Aim of the task: From the first line of the data below, repeat each line exactly until you reach the line with "use async_trait::async_trait;"; include that line too.

The records:

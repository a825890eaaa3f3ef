//! Command-template provisioner and agent runner
//!
//! Each operation is a shell-style command template. `{id}`, `{workspace}`
//! and (for the runner) `{prompt_file}` are substituted with quoted values,
//! then the template is split with `shlex` and executed directly, without a
//! shell. Output of materialize, teardown and runner commands is appended to
//! the workspace's log file so the watcher can infer milestones from it.

use async_trait::async_trait;
use serde::{Deserialize, Serialize};
use std::fs::OpenOptions;
use std::path::{Path, PathBuf};
use std::process::Stdio;
use std::time::Duration;
use tokio::process::Command;
use tracing::{debug, info, warn};

use super::logs::log_path;
use super::{AgentRunner, WorkspaceHandle, WorkspaceProvisioner};
use crate::error::{OrchestratorError, OrchestratorResult};
use crate::layout::WorkspaceLayout;

/// Provisioner command templates
#[derive(Debug, Clone, PartialEq, Eq, Serialize, Deserialize)]
#[serde(default)]
pub struct ProvisionerCommands {
    pub materialize: String,
    /// Exit status 0 means alive. Without a template, a workspace is alive
    /// while its directory exists.
    pub is_alive: Option<String>,
    pub tear_down: Option<String>,
    pub timeout_secs: u64,
}

impl Default for ProvisionerCommands {
    fn default() -> Self {
        Self {
            materialize: "devcontainer up --workspace-folder {workspace}".to_string(),
            is_alive: Some(
                "sh -c 'docker ps -q --filter label=devcontainer.local_folder=\"$1\" | grep -q .' _ {workspace}"
                    .to_string(),
            ),
            tear_down: Some(
                "sh -c 'docker ps -q --filter label=devcontainer.local_folder=\"$1\" | xargs -r docker stop' _ {workspace}"
                    .to_string(),
            ),
            timeout_secs: 1800,
        }
    }
}

/// Agent runner command template
#[derive(Debug, Clone, PartialEq, Eq, Serialize, Deserialize)]
#[serde(default)]
pub struct RunnerCommand {
    pub start: String,
    pub timeout_secs: u64,
}

impl Default for RunnerCommand {
    fn default() -> Self {
        Self {
            start: "devcontainer exec --workspace-folder {workspace} agent-loop --prompt-file {prompt_file}"
                .to_string(),
            timeout_secs: 120,
        }
    }
}

/// Substitute `{key}` placeholders with shell-quoted values and split into argv.
pub fn render_command(template: &str, vars: &[(&str, &str)]) -> OrchestratorResult<Vec<String>> {
    let mut rendered = template.to_string();
    for (key, value) in vars {
        let quoted = shlex::try_quote(value).map_err(|e| {
            OrchestratorError::validation(format!("cannot quote {key} value {value:?}: {e}"))
        })?;
        rendered = rendered.replace(&format!("{{{key}}}"), &quoted);
    }
    let argv = shlex::split(&rendered).ok_or_else(|| {
        OrchestratorError::config(format!("unbalanced quoting in command template: {template}"))
    })?;
    if argv.is_empty() {
        return Err(OrchestratorError::config("empty command template"));
    }
    Ok(argv)
}

/// Outcome of one templated command
#[derive(Debug)]
struct CommandOutcome {
    success: bool,
    description: String,
}

/// Run argv to completion with stdout/stderr appended to `log`.
async fn run_logged(
    argv: &[String],
    cwd: Option<&Path>,
    log: Option<&Path>,
    timeout: Duration,
    envs: &[(&str, &str)],
) -> std::io::Result<CommandOutcome> {
    let mut cmd = Command::new(&argv[0]);
    cmd.args(&argv[1..]).kill_on_drop(true).stdin(Stdio::null());
    if let Some(dir) = cwd {
        cmd.current_dir(dir);
    }
    for (key, value) in envs {
        cmd.env(key, value);
    }
    match log {
        Some(path) => {
            if let Some(parent) = path.parent() {
                std::fs::create_dir_all(parent)?;
            }
            let out = OpenOptions::new().create(true).append(true).open(path)?;
            let err = out.try_clone()?;
            cmd.stdout(out).stderr(err);
        }
        None => {
            cmd.stdout(Stdio::null()).stderr(Stdio::null());
        }
    }

    let mut child = cmd.spawn()?;
    match tokio::time::timeout(timeout, child.wait()).await {
        Ok(status) => {
            let status = status?;
            Ok(CommandOutcome {
                success: status.success(),
                description: match status.code() {
                    Some(code) => format!("{} exited with status {code}", argv[0]),
                    None => format!("{} terminated by signal", argv[0]),
                },
            })
        }
        Err(_) => {
            let _ = child.kill().await;
            Ok(CommandOutcome {
                success: false,
                description: format!("{} timed out after {}s", argv[0], timeout.as_secs()),
            })
        }
    }
}

// ============================================================================
// Provisioner
// ============================================================================

pub struct ScriptProvisioner {
    commands: ProvisionerCommands,
    layout: WorkspaceLayout,
    log_dir: PathBuf,
}

impl ScriptProvisioner {
    pub fn new(commands: ProvisionerCommands, layout: WorkspaceLayout, log_dir: impl Into<PathBuf>) -> Self {
        Self {
            commands,
            layout,
            log_dir: log_dir.into(),
        }
    }

    fn handle_for(&self, task_id: &str) -> WorkspaceHandle {
        WorkspaceHandle::new(task_id, self.layout.workspace_dir(task_id))
    }

    fn vars<'a>(handle: &'a WorkspaceHandle, workspace: &'a str) -> [(&'static str, &'a str); 2] {
        [("id", handle.task_id.as_str()), ("workspace", workspace)]
    }

    fn timeout(&self) -> Duration {
        Duration::from_secs(self.commands.timeout_secs.max(1))
    }
}

#[async_trait]
impl WorkspaceProvisioner for ScriptProvisioner {
    async fn materialize(&self, task_id: &str) -> OrchestratorResult<WorkspaceHandle> {
        let handle = self.handle_for(task_id);
        std::fs::create_dir_all(&handle.path)
            .map_err(|e| OrchestratorError::provision(task_id, e.to_string()))?;

        let workspace = handle.path.to_string_lossy().into_owned();
        let argv = render_command(&self.commands.materialize, &Self::vars(&handle, &workspace))?;
        let log = log_path(&self.log_dir, task_id);
        info!(task_id, command = %argv.join(" "), "Materializing workspace");

        let outcome = run_logged(&argv, Some(&handle.path), Some(&log), self.timeout(), &[])
            .await
            .map_err(|e| OrchestratorError::provision(task_id, format!("{}: {e}", argv[0])))?;
        if !outcome.success {
            return Err(OrchestratorError::provision(task_id, outcome.description));
        }
        Ok(handle)
    }

    async fn is_alive(&self, handle: &WorkspaceHandle) -> bool {
        let Some(template) = &self.commands.is_alive else {
            return handle.path.is_dir();
        };
        let workspace = handle.path.to_string_lossy().into_owned();
        let argv = match render_command(template, &Self::vars(handle, &workspace)) {
            Ok(argv) => argv,
            Err(e) => {
                warn!(task_id = %handle.task_id, error = %e, "Bad liveness command");
                return false;
            }
        };
        match run_logged(&argv, None, None, Duration::from_secs(30), &[]).await {
            Ok(outcome) => outcome.success,
            Err(e) => {
                warn!(task_id = %handle.task_id, error = %e, "Liveness check failed to run");
                false
            }
        }
    }

    async fn tear_down(&self, handle: &WorkspaceHandle) -> OrchestratorResult<()> {
        let Some(template) = &self.commands.tear_down else {
            debug!(task_id = %handle.task_id, "No teardown command configured");
            return Ok(());
        };
        let workspace = handle.path.to_string_lossy().into_owned();
        let argv = render_command(template, &Self::vars(handle, &workspace))?;
        let log = log_path(&self.log_dir, &handle.task_id);
        let outcome = run_logged(&argv, None, Some(&log), self.timeout(), &[])
            .await
            .map_err(|e| OrchestratorError::teardown(&handle.task_id, e.to_string()))?;
        if !outcome.success {
            return Err(OrchestratorError::teardown(&handle.task_id, outcome.description));
        }
        info!(task_id = %handle.task_id, "Workspace torn down");
        Ok(())
    }

    async fn find_running(&self, task_id: &str) -> Option<WorkspaceHandle> {
        let handle = self.handle_for(task_id);
        if !handle.path.is_dir() {
            return None;
        }
        // Without a liveness command an existing directory proves nothing
        self.commands.is_alive.as_ref()?;
        if self.is_alive(&handle).await {
            Some(handle)
        } else {
            None
        }
    }
}

// ============================================================================
// Agent runner
// ============================================================================

/// Writes the prompt into the workspace task directory and runs the start
/// command, which is expected to launch the agent and return.
pub struct ScriptRunner {
    command: RunnerCommand,
    layout: WorkspaceLayout,
    log_dir: PathBuf,
}

impl ScriptRunner {
    pub fn new(command: RunnerCommand, layout: WorkspaceLayout, log_dir: impl Into<PathBuf>) -> Self {
        Self {
            command,
            layout,
            log_dir: log_dir.into(),
        }
    }

    pub fn prompt_path(&self, task_id: &str) -> PathBuf {
        self.layout.task_dir(task_id).join("prompt.md")
    }
}

#[async_trait]
impl AgentRunner for ScriptRunner {
    async fn start(&self, handle: &WorkspaceHandle, prompt: &str) -> OrchestratorResult<()> {
        let task_id = handle.task_id.as_str();
        let prompt_file = self.prompt_path(task_id);
        if let Some(parent) = prompt_file.parent() {
            std::fs::create_dir_all(parent)
                .map_err(|e| OrchestratorError::runner(task_id, e.to_string()))?;
        }
        std::fs::write(&prompt_file, prompt)
            .map_err(|e| OrchestratorError::runner(task_id, e.to_string()))?;

        let workspace = handle.path.to_string_lossy().into_owned();
        let prompt_file_str = prompt_file.to_string_lossy().into_owned();
        let argv = render_command(
            &self.command.start,
            &[
                ("id", task_id),
                ("workspace", &workspace),
                ("prompt_file", &prompt_file_str),
            ],
        )?;
        let log = log_path(&self.log_dir, task_id);
        info!(task_id, command = %argv.join(" "), "Starting agent");

        let outcome = run_logged(
            &argv,
            Some(&handle.path),
            Some(&log),
            Duration::from_secs(self.command.timeout_secs.max(1)),
            &[("FLEET_TASK_ID", task_id)],
        )
        .await
        .map_err(|e| OrchestratorError::runner(task_id, format!("{}: {e}", argv[0])))?;
        if !outcome.success {
            return Err(OrchestratorError::runner(task_id, outcome.description));
        }
        Ok(())
    }
}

Answer:
repository a825890eaaa3f3ef
//! Command-template provisioner and agent runner
//!
//! Each operation is a shell-style command template. `{id}`, `{workspace}`
//! and (for the runner) `{prompt_file}` are substituted with quoted values,
//! then the template is split with `shlex` and executed directly, without a
//! shell. Output of materialize, teardown and runner commands is appended to
//! the workspace's log file so the watcher can infer milestones from it.

use async_trait::async_trait;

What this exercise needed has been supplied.